◆ **ASSIGNMENT**
Tally the lines in the data that follows that include the word "Display", and report nothing but the total.

------------------------------------------------------------------------

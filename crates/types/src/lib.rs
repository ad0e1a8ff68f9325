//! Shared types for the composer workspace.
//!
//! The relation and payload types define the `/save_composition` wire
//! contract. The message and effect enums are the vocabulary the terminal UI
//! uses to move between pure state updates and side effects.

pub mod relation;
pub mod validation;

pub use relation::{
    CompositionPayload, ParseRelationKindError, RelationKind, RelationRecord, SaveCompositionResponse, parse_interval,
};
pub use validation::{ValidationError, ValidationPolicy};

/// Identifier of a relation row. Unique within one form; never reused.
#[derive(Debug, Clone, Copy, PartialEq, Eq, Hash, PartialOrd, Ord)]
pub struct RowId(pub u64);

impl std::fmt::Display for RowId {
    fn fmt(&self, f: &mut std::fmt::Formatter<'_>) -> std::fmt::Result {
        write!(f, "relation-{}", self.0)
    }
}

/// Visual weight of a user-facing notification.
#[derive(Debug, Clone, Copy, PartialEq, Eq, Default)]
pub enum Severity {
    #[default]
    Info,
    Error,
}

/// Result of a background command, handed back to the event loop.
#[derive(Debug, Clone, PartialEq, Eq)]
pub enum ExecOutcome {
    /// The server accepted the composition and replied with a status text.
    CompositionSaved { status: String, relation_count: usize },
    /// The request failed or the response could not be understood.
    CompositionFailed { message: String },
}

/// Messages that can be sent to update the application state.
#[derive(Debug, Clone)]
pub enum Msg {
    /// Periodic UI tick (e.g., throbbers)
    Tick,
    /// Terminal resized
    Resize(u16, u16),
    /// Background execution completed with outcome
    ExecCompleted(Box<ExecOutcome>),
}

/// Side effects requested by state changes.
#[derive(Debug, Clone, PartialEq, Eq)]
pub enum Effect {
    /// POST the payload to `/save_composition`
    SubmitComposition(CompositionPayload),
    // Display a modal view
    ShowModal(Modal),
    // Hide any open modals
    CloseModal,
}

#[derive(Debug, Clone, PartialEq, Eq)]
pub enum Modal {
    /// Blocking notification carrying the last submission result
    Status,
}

------------------------------------------------------------------------

◆ **WRITTEN RESPONSE**
2